*Problem details*.
Below are some records. Return exactly the lines from the one with "pub fn bad_request<M>(message: M) -> Self" to the one with "impl From<ValidationError> for", and nothing else.
BEGIN Data for this exercise
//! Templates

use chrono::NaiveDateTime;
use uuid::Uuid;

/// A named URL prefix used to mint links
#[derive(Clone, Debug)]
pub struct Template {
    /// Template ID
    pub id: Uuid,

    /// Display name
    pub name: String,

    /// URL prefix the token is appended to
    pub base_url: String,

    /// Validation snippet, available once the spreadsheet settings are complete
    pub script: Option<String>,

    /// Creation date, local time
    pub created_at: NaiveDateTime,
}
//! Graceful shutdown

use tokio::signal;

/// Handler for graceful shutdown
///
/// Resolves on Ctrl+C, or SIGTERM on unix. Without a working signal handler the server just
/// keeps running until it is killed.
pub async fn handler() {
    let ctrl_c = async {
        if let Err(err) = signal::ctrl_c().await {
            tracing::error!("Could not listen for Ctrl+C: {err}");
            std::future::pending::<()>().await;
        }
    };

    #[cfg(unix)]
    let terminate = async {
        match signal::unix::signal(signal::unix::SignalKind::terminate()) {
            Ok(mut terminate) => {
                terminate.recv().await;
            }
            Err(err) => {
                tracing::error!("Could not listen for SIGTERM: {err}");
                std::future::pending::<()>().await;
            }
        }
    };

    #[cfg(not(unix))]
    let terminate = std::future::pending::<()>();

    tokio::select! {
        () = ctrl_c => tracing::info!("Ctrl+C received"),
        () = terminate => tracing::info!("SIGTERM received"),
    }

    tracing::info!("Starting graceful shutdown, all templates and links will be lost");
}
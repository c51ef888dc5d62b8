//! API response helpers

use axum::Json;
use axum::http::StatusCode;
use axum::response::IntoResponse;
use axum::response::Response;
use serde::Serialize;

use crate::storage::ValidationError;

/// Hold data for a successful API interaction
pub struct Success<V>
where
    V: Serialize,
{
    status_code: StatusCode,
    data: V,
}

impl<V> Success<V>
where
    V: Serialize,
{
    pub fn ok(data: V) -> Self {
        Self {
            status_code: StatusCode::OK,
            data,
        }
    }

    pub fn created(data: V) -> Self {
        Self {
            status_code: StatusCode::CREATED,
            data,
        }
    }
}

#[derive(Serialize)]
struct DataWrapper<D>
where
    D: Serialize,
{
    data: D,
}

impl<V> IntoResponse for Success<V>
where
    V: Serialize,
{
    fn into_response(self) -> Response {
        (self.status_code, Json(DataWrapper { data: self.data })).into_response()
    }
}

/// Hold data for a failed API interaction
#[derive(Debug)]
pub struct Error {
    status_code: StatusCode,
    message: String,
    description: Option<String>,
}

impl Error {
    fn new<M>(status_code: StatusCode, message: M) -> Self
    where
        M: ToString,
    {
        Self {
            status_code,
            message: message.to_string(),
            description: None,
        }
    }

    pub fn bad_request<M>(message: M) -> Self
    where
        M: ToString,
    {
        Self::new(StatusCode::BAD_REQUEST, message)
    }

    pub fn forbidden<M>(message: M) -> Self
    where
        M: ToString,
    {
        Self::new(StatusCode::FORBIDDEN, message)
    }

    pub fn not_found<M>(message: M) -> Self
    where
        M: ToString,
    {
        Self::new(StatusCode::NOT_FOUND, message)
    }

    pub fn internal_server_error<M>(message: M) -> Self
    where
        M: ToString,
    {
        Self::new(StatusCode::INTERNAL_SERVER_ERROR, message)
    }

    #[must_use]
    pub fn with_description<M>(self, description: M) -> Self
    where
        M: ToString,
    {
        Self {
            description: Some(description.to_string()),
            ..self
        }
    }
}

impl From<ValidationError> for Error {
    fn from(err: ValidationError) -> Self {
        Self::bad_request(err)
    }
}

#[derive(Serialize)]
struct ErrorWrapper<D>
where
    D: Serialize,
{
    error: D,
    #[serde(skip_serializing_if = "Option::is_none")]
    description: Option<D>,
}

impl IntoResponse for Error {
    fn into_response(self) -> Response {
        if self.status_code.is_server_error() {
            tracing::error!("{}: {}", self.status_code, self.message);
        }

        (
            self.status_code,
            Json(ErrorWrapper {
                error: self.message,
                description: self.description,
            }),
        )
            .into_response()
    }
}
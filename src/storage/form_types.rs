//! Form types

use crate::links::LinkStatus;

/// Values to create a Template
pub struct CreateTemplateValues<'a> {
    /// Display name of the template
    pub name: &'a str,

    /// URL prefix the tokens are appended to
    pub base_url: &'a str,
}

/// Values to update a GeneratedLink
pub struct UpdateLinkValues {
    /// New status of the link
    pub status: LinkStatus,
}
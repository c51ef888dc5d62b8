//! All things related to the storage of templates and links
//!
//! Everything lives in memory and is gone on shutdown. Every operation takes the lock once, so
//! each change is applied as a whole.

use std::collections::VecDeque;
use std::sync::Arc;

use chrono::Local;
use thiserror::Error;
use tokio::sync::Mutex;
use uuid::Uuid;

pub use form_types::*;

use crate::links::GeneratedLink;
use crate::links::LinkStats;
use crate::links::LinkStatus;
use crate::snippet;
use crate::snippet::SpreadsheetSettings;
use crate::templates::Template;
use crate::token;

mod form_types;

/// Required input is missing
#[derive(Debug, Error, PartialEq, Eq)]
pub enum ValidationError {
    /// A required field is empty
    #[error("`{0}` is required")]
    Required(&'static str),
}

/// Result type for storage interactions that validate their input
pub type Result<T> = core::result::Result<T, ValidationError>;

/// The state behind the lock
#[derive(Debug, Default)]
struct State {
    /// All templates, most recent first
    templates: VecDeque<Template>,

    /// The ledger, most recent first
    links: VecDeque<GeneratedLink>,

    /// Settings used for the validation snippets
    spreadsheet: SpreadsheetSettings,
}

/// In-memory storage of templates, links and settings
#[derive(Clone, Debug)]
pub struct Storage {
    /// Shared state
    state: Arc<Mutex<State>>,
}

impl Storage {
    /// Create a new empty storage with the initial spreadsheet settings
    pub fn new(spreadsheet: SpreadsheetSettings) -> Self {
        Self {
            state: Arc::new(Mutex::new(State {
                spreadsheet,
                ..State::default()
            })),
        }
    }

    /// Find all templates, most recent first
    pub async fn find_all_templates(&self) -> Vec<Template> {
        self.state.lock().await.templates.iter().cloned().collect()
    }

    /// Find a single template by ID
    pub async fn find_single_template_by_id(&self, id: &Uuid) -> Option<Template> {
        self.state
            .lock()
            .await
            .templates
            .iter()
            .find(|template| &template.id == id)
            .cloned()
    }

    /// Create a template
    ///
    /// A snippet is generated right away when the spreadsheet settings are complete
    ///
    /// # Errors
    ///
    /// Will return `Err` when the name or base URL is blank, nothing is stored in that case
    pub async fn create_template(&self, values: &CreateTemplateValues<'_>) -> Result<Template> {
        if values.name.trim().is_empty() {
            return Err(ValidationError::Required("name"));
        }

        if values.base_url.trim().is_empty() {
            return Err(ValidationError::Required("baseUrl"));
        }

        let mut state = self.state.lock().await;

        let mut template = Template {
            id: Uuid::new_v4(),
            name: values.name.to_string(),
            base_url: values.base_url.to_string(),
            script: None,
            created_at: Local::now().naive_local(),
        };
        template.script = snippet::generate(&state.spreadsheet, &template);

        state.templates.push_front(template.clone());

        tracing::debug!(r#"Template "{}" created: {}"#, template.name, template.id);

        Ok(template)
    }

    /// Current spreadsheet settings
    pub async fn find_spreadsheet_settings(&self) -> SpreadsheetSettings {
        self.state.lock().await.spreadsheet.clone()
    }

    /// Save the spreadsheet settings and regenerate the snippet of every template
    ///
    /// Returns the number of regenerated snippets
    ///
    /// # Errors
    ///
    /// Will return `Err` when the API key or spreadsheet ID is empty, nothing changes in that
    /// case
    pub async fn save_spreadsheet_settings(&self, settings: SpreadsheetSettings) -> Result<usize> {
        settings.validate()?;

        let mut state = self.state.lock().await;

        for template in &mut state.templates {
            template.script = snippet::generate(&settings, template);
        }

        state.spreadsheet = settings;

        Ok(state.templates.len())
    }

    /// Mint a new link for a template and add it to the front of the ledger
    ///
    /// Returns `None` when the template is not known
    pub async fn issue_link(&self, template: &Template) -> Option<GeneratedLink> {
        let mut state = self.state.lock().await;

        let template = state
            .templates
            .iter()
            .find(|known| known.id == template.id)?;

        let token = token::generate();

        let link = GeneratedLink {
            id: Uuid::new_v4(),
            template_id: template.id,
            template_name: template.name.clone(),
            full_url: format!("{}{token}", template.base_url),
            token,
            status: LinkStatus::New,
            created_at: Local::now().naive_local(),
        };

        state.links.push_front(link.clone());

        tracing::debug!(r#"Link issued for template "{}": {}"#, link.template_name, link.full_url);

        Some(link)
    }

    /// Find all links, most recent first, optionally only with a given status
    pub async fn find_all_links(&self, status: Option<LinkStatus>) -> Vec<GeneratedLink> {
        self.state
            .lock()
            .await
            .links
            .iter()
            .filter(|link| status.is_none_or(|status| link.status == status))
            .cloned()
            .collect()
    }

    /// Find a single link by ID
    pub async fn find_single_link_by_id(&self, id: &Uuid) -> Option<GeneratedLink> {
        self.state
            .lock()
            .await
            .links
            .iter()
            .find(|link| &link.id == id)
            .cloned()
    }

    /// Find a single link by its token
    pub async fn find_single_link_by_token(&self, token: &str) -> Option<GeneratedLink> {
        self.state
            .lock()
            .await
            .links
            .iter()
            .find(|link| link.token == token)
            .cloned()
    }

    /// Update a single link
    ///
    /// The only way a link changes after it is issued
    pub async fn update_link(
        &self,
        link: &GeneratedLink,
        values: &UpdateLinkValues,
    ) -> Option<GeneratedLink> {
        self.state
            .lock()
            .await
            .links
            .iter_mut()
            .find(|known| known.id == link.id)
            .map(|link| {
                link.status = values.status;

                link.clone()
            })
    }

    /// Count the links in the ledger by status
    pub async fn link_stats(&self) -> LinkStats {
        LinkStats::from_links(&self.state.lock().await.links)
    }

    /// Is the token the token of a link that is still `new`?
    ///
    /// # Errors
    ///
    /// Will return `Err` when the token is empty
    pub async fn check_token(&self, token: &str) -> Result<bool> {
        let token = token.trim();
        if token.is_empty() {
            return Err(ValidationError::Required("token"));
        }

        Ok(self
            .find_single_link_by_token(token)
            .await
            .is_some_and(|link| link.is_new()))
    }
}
END Data for this exercise
BEGIN Data for this exercise
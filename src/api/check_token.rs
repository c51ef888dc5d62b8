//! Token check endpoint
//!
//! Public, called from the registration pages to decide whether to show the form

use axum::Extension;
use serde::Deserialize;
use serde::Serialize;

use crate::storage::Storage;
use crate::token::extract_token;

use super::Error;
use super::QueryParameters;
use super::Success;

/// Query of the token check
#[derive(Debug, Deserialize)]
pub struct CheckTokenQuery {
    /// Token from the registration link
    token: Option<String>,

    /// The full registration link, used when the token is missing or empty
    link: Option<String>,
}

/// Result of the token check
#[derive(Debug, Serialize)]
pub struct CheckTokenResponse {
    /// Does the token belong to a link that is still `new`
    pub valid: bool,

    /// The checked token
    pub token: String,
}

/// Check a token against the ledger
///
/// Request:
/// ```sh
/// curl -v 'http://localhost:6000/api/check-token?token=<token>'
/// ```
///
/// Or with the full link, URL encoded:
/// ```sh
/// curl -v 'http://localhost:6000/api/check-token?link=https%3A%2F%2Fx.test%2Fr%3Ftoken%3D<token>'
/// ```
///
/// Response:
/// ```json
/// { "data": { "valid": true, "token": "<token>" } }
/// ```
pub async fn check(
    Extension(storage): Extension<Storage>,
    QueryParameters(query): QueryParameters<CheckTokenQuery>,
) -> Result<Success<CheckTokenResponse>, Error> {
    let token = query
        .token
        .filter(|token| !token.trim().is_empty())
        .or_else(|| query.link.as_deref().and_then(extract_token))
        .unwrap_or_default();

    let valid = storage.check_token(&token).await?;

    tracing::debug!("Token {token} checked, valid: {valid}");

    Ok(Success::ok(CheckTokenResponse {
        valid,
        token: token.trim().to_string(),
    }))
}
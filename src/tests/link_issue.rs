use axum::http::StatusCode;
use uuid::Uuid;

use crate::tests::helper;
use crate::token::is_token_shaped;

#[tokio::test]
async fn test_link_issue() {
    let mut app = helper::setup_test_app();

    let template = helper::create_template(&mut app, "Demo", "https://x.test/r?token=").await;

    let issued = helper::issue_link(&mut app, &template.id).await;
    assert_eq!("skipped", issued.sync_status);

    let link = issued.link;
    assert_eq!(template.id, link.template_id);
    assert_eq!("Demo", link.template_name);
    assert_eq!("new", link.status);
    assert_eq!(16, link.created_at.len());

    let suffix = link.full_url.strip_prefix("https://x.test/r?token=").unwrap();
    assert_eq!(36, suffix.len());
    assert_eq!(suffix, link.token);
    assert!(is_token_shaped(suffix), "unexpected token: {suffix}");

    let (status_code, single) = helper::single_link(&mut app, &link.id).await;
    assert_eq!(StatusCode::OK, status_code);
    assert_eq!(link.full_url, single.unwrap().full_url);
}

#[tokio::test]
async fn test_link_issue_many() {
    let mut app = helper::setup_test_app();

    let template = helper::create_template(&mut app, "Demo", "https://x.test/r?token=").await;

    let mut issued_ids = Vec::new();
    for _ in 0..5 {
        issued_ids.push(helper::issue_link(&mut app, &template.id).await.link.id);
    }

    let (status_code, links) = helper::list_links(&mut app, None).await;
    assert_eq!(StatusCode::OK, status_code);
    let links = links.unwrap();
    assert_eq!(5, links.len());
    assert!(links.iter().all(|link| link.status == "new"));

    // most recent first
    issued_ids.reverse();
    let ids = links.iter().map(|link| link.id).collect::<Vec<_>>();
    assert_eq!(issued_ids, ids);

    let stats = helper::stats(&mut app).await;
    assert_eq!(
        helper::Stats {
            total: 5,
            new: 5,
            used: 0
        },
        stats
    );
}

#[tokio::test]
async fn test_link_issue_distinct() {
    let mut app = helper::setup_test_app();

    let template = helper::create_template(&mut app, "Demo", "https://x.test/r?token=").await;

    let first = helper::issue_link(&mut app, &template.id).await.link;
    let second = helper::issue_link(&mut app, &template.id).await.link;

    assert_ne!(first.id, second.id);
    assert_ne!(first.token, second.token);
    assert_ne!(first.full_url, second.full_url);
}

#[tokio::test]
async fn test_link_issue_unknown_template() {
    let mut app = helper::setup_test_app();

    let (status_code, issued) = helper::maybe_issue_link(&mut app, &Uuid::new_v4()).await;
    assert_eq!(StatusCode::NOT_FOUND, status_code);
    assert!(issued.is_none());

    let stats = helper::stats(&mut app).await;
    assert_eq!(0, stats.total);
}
END Data for this exercise
*Response area*.
    pub fn bad_request<M>(message: M) -> Self
    where
        M: ToString,
    {
        Self::new(StatusCode::BAD_REQUEST, message)
    }

    pub fn forbidden<M>(message: M) -> Self
    where
        M: ToString,
    {
        Self::new(StatusCode::FORBIDDEN, message)
    }

    pub fn not_found<M>(message: M) -> Self
    where
        M: ToString,
    {
        Self::new(StatusCode::NOT_FOUND, message)
    }

    pub fn internal_server_error<M>(message: M) -> Self
    where
        M: ToString,
    {
        Self::new(StatusCode::INTERNAL_SERVER_ERROR, message)
    }

    #[must_use]
    pub fn with_description<M>(self, description: M) -> Self
    where
        M: ToString,
    {
        Self {
            description: Some(description.to_string()),
            ..self
        }
    }
}

impl From<ValidationError> for Error {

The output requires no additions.